# Training DQN Agent on Snake using Jumanji API
This notebook is an example of how to use the Jumanji API to train a Deep-RL agent. We will train a [DQN](https://arxiv.org/abs/1312.5602) agent on the `"Snake-v1"` Jumanji environment under the Anakin framework. The Anakin design was developed by Matteo Hessel, Manuel Kroiss, Fabio Viola and Hado van Hasselt in [Podracer architectures for scalable Reinforcement Learning](https://arxiv.org/abs/2104.06272).

**Aims:**
* Understand the basics of the Jumanji API.
* Solve the `"Snake-v1"` environment with a DQN using the Anakin framework.

**Prerequisites:**
* Familiarity with [JAX](https://jax.readthedocs.io/en/latest/beginner_guide.html#beginner-guide).
* Familiarity with some Deep Reinforcement Learning algorithms. ([DQN Tutorial](https://towardsdatascience.com/deep-q-learning-tutorial-mindqn-2a4c855abffc)) 

## Install and Import

In [None]:
%%capture
! pip3 install -U pip
! pip install --upgrade "jax[cuda11_local]" -f https://storage.googleapis.com/jax-releases/jax_cuda_releases.html #gpu
#! pip install jax[tpu] -f https://storage.googleapis.com/jax-releases/libtpu_releases.html # tpu
! pip install jaxlib
! pip3 install dm-haiku
! pip3 install optax 
! pip3 install matplotlib
! pip3 install jumanji
! pip3 install tensorflow
! pip3 install tensorrt
! pip3 install chex
! pip3 install rlax
! pip3 install tqdm

In [None]:
# ensure GPU is not preallocating space
import os
os.environ["XLA_PYTHON_CLIENT_PREALLOCATE"]='false'
os.environ['XLA_PYTHON_CLIENT_ALLOCATOR'] = 'platform'

import jax
import warnings

accelerator_type = jax.devices()[0].platform

if accelerator_type == 'tpu':
    # setup TPU
    import jax.tools.colab_tpu
    jax.tools.colab_tpu.setup_tpu()
    print("Running with TPU!")

elif accelerator_type == "gpu":
    print("Running with GPU!")

else:
    print("Running with CPU!")
    warnings.warn(
        "Running with CPU. We reccomend running this notebook in Colab with TPU enabled,"
        "or GPU if TPU is not available."
    )

import jax.numpy as jnp
import jax.random as random
import jaxlib
from jax.lib import xla_bridge
from jax import lax
import tensorrt
import tensorflow as tf

import haiku as hk
import optax
import rlax
import timeit
import chex

import numpy as np
import collections
import matplotlib.pyplot as plt
from tqdm import tqdm
from datetime import datetime
from typing import Sequence, Tuple

import jumanji
from jumanji.wrappers import AutoResetWrapper
from jumanji.environments.routing.snake import State, Observation, Snake

# prevent TensorFlow from allocating GPU memory.
tf.config.set_visible_devices([], "GPU")

# for VScode output
%matplotlib inline

## Basic usage of Jumanji
We implement a 10 step episode to illustrate the basic usage of a Jumanji environment. 

In [None]:
# initialise environment
env = jumanji.make("Snake-v1")
num_actions = env.action_spec().num_values

# generate PRNG key for randomness
key = jax.random.PRNGKey(0)

# reset the environment and receive the initial state and timestep
state, timestep = env.reset(key)

# jit environment step function
env_step = jax.jit(env.step)

# run episode for 10 steps
done = False
transitions = 0
while not done and transitions < 10:

    # generate new key
    key, subkey = jax.random.split(key)

    # select action randomly
    action = jax.random.randint(subkey, (), 0, num_actions)
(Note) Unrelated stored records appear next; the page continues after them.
use log::{ error, info, warn };
use std::io;
use std::path::{ Path, PathBuf };
use std::time::{ Duration, SystemTime };
use tokio::task::JoinHandle;
use uuid::Uuid;

use crate::config::UPLOADS_ROUTE;
use crate::error::{ RelayError, RelayResult };
use crate::models::asset::UploadedAsset;

const MIN_SWEEP_PERIOD: Duration = Duration::from_secs(60);
const MAX_SWEEP_PERIOD: Duration = Duration::from_secs(60 * 60);

/// Reduces a client supplied file name to a safe single path component.
pub fn sanitize_filename(name: &str) -> String {
    let mut out = String::with_capacity(name.len());
    for c in name.chars() {
        if c.is_ascii_alphanumeric() || c == '.' || c == '-' || c == '_' {
            out.push(c);
        } else if c.is_whitespace() || c == '/' || c == '\\' {
            if !out.ends_with('_') {
                out.push('_');
            }
        }
    }
    let trimmed = out.trim_start_matches(['.', '_']).trim_end_matches('_');
    if trimmed.is_empty() {
        "upload".to_string()
    } else {
        trimmed.to_string()
    }
}

/// Writes uploaded images into the upload directory that is served under [`UPLOADS_ROUTE`].
#[derive(Debug, Clone)]
pub struct MediaStore {
    upload_dir: PathBuf,
}

impl MediaStore {
    pub async fn init(upload_dir: impl Into<PathBuf>) -> io::Result<Self> {
        let upload_dir = upload_dir.into();
        tokio::fs::create_dir_all(&upload_dir).await?;
        Ok(Self { upload_dir })
    }

    pub fn upload_dir(&self) -> &Path {
        &self.upload_dir
    }

    pub async fn store(
        &self,
        public_base: &str,
        original_name: &str,
        bytes: &[u8]
    ) -> RelayResult<UploadedAsset> {
        if original_name.trim().is_empty() {
            return Err(RelayError::invalid("No selected file"));
        }
        if bytes.is_empty() {
            return Err(RelayError::invalid("Uploaded file is empty"));
        }

        let generated_id = Uuid::new_v4();
        let file_name = format!("{}_{}", generated_id, sanitize_filename(original_name));
        let storage_path = self.upload_dir.join(&file_name);

        tokio::fs::write(&storage_path, bytes).await.map_err(|e| {
            error!("Failed to write upload {}: {}", storage_path.display(), e);
            RelayError::Storage(e)
        })?;
        info!("Stored upload {} ({} bytes)", storage_path.display(), bytes.len());

        Ok(UploadedAsset {
            generated_id,
            original_name: original_name.to_string(),
            public_address: format!(
                "{}{}/{}",
                public_base.trim_end_matches('/'),
                UPLOADS_ROUTE,
                file_name
            ),
            storage_path,
        })
    }
}

/// Deletes regular files in `dir` whose modification time is at least `max_age` ago.
pub async fn sweep_expired(dir: &Path, max_age: Duration) -> io::Result<usize> {
    let now = SystemTime::now();
    let mut removed = 0;
    let mut entries = tokio::fs::read_dir(dir).await?;

    while let Some(entry) = entries.next_entry().await? {
        let metadata = match entry.metadata().await {
            Ok(m) => m,
            Err(e) => {
                warn!("Skipping {}: {}", entry.path().display(), e);
                continue;
            }
        };
        if !metadata.is_file() {
            continue;
        }
        let expired = metadata
            .modified()
            .ok()
            .and_then(|modified| now.duration_since(modified).ok())
            .map_or(false, |age| age >= max_age);
        if expired {
            match tokio::fs::remove_file(entry.path()).await {
                Ok(()) => {
                    removed += 1;
                }
                Err(e) => warn!("Failed to remove expired upload {}: {}", entry.path().display(), e),
            }
        }
    }
    Ok(removed)
}

pub fn sweep_period(retention: Duration) -> Duration {
    (retention / 4).clamp(MIN_SWEEP_PERIOD, MAX_SWEEP_PERIOD)
}

pub fn spawn_retention_sweeper(dir: PathBuf, retention: Duration) -> JoinHandle<()> {
    let period = sweep_period(retention);
    info!(
        "Upload retention: deleting files older than {}s from {} every {}s",
        retention.as_secs(),
        dir.display(),
        period.as_secs()
    );
    tokio::spawn(async move {
        let mut ticker = tokio::time::interval(period);
        loop {
            ticker.tick().await;
            match sweep_expired(&dir, retention).await {
                Ok(0) => {}
                Ok(n) => info!("Removed {} expired uploads", n),
                Err(e) => error!("Upload sweep failed for {}: {}", dir.display(), e),
            }
        }
    })
}
use serde::Serialize;

/// System directive sent with every conversation turn.
pub const SYSTEM_DIRECTIVE: &str = "You are MirrorMind, an analytical and slightly sinister AI that \
reflects a user's true self. Be concise and probing. \
You are part of a 48-hour hackathon where the world is ending. \
Your goal is to understand the user.";

#[derive(Debug, Clone, Copy, PartialEq, Serialize)]
#[serde(rename_all = "camelCase")]
pub struct GenerationConfig {
    pub temperature: f32,
    pub top_p: f32,
    pub top_k: u32,
    pub max_output_tokens: u32,
}

/// Sampling parameters are fixed; clients cannot override them.
pub const GENERATION_CONFIG: GenerationConfig = GenerationConfig {
    temperature: 0.9,
    top_p: 1.0,
    top_k: 1,
    max_output_tokens: 2048,
};

#[cfg(test)]
mod tests {
    use super::*;

    #[test]
    fn generation_config_uses_wire_field_names() {
        let value = serde_json::to_value(GENERATION_CONFIG).unwrap();
        assert_eq!(value["maxOutputTokens"], 2048);
        assert_eq!(value["topK"], 1);
        assert!(value.get("max_output_tokens").is_none());
    }
}
use serde::{ Deserialize, Serialize };
use serde_json::Value as JsonValue;
use std::fmt;

/// Status of a talk as reported by the video provider. Values this service does not know are
/// kept verbatim and treated as still running.
#[derive(Clone, Debug, PartialEq, Eq)]
pub enum JobStatus {
    Created,
    Started,
    Done,
    Error,
    Other(String),
}

impl JobStatus {
    pub fn parse(raw: &str) -> Self {
        match raw {
            "created" => JobStatus::Created,
            "started" => JobStatus::Started,
            "done" => JobStatus::Done,
            "error" => JobStatus::Error,
            other => JobStatus::Other(other.to_string()),
        }
    }

    pub fn as_str(&self) -> &str {
        match self {
            JobStatus::Created => "created",
            JobStatus::Started => "started",
            JobStatus::Done => "done",
            JobStatus::Error => "error",
            JobStatus::Other(raw) => raw,
        }
    }
}

impl fmt::Display for JobStatus {
    fn fmt(&self, f: &mut fmt::Formatter<'_>) -> fmt::Result {
        f.write_str(self.as_str())
    }
}

/// One status read of a talk. `raw` keeps the full provider payload for error reporting.
#[derive(Clone, Debug)]
pub struct JobSnapshot {
    pub status: JobStatus,
    pub result_url: Option<String>,
    pub raw: JsonValue,
}

/// A video job tracked for the lifetime of one orchestrating request.
#[derive(Clone, Debug)]
pub struct VideoJob {
    pub job_id: String,
    pub source_image_address: String,
    pub script_text: String,
    pub status: JobStatus,
    pub result_address: Option<String>,
}

impl VideoJob {
    pub fn submitted(job_id: String, source_image_address: &str, script_text: &str) -> Self {
        Self {
            job_id,
            source_image_address: source_image_address.to_string(),
            script_text: script_text.to_string(),
            status: JobStatus::Created,
            result_address: None,
        }
    }

    pub fn apply(&mut self, snapshot: &JobSnapshot) {
        self.status = snapshot.status.clone();
        if let Some(url) = &snapshot.result_url {
            self.result_address = Some(url.clone());
        }
    }
}

#[derive(Clone, Debug, PartialEq, Eq, Serialize)]
pub struct VideoResult {
    #[serde(rename = "video_url")]
    pub video_address: String,
    #[serde(rename = "talk_id")]
    pub job_id: String,
}

/// Image hosted by the video provider itself.
#[derive(Clone, Debug, PartialEq, Eq, Deserialize)]
pub struct HostedImage {
    pub id: String,
    pub url: String,
}
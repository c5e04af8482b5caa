use async_trait::async_trait;
use log::info;
use reqwest::{ Client as HttpClient, header::{ HeaderMap, HeaderValue, CONTENT_TYPE } };
use serde::{ Deserialize, Serialize };
use serde_json::Value as JsonValue;

use super::{ ChatClient, ChatRequest, CompletionResponse };
use crate::config::persona::GenerationConfig;
use crate::error::{ RelayError, RelayResult };
use crate::http::{ build_client, read_json };
use crate::llm::LlmConfig;
use crate::models::chat::{ ConversationTurn, Role };

const DEFAULT_BASE_URL: &str = "https://generativelanguage.googleapis.com/v1beta";
const DEFAULT_MODEL: &str = "gemini-1.5-flash";

#[derive(Serialize)]
#[serde(rename_all = "camelCase")]
struct GeminiRequest<'a> {
    system_instruction: GeminiSystemInstruction<'a>,
    contents: Vec<GeminiContent<'a>>,
    generation_config: GenerationConfig,
}

#[derive(Serialize)]
struct GeminiSystemInstruction<'a> {
    parts: Vec<GeminiPart<'a>>,
}

#[derive(Serialize)]
struct GeminiContent<'a> {
    role: Role,
    parts: Vec<GeminiPart<'a>>,
}

#[derive(Serialize)]
struct GeminiPart<'a> {
    text: &'a str,
}

#[derive(Deserialize)]
struct GoogleResponse {
    #[serde(default)]
    candidates: Vec<GoogleCandidate>,
}

#[derive(Deserialize)]
struct GoogleCandidate {
    content: Option<GoogleContent>,
}

#[derive(Deserialize)]
struct GoogleContent {
    #[serde(default)]
    parts: Vec<GooglePart>,
}

#[derive(Deserialize)]
struct GooglePart {
    text: Option<String>,
}

fn turn_content(turn: &ConversationTurn) -> GeminiContent<'_> {
    GeminiContent {
        role: turn.role,
        parts: turn.parts
            .iter()
            .map(|text| GeminiPart { text })
            .collect(),
    }
}

fn build_request<'a>(request: &ChatRequest<'a>) -> GeminiRequest<'a> {
    let mut contents: Vec<GeminiContent<'a>> = request.history.iter().map(turn_content).collect();
    contents.push(GeminiContent {
        role: Role::User,
        parts: vec![GeminiPart { text: request.message }],
    });

    GeminiRequest {
        system_instruction: GeminiSystemInstruction {
            parts: vec![GeminiPart { text: request.system }],
        },
        contents,
        generation_config: request.generation,
    }
}

fn extract_text(body: JsonValue) -> RelayResult<String> {
    let parsed: GoogleResponse = serde_json
        ::from_value(body.clone())
        .map_err(|e|
            RelayError::provider_with_details(
                format!("Unexpected Gemini response: {}", e),
                body.clone()
            )
        )?;

    let text: String = parsed.candidates
        .into_iter()
        .next()
        .and_then(|c| c.content)
        .map(|content| {
            content.parts
                .into_iter()
                .filter_map(|p| p.text)
                .collect()
        })
        .unwrap_or_default();

    if text.is_empty() {
        return Err(RelayError::provider_with_details("Gemini returned no text", body));
    }
    Ok(text)
}

pub struct GeminiChatClient {
    http: HttpClient,
    model: String,
    base_url: String,
}

impl GeminiChatClient {
    pub fn new(
        api_key: String,
        model: Option<String>,
        base_url: Option<String>,
        timeout: std::time::Duration
    ) -> RelayResult<Self> {
        let chat_model = model.unwrap_or_else(|| DEFAULT_MODEL.to_string());
        let base_url = base_url
            .unwrap_or_else(|| DEFAULT_BASE_URL.to_string())
            .trim_end_matches('/')
            .to_string();

        let mut headers = HeaderMap::new();
        headers.insert(CONTENT_TYPE, HeaderValue::from_static("application/json"));
        headers.insert(
            "x-goog-api-key",
            HeaderValue::from_str(&api_key).map_err(|e|
                RelayError::invalid(format!("Invalid API key format: {}", e))
            )?
        );

        Ok(Self {
            http: build_client(headers, timeout)?,
            model: chat_model,
            base_url,
        })
    }

    pub fn from_config(config: &LlmConfig) -> RelayResult<Self> {
        let api_key = config.api_key
            .clone()
            .ok_or_else(|| RelayError::NotConfigured("GEMINI_API_KEY".to_string()))?;
        Self::new(api_key, config.completion_model.clone(), config.base_url.clone(), config.timeout)
    }

    fn endpoint(&self) -> String {
        format!("{}/models/{}:generateContent", self.base_url, self.model)
    }
}

#[async_trait]
impl ChatClient for GeminiChatClient {
    async fn complete(&self, request: ChatRequest<'_>) -> RelayResult<CompletionResponse> {
        info!(
            "GeminiChatClient::complete() → model={} history_turns={}",
            self.model,
            request.history.len()
        );
        let payload = build_request(&request);
        let resp = self.http.post(self.endpoint()).json(&payload).send().await?;
        let body = read_json("Gemini", resp).await?;
        Ok(CompletionResponse { response: extract_text(body)? })
    }

    fn get_model(&self) -> String {
        self.model.clone()
    }
}
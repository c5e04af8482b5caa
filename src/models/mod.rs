pub mod asset;
pub mod chat;
pub mod video;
    # transition to next state
    state, timestep = env_step(state, action)
    transitions += 1

    # validate action
    done = not timestep.discount

    # render environment
    env.render(state)


## Deep Q-Network
Here, we define the DQN's architecture and get the `q_values` of some `dummy_observation`.

In [None]:
def build_dqn(
    num_outputs: int,
    mlp_units: Tuple[int] = (128,64),
    conv_n_channels: int = 32,
    time_limit: int = 5000,
):
    """Builds and returns Deep Q-Network"""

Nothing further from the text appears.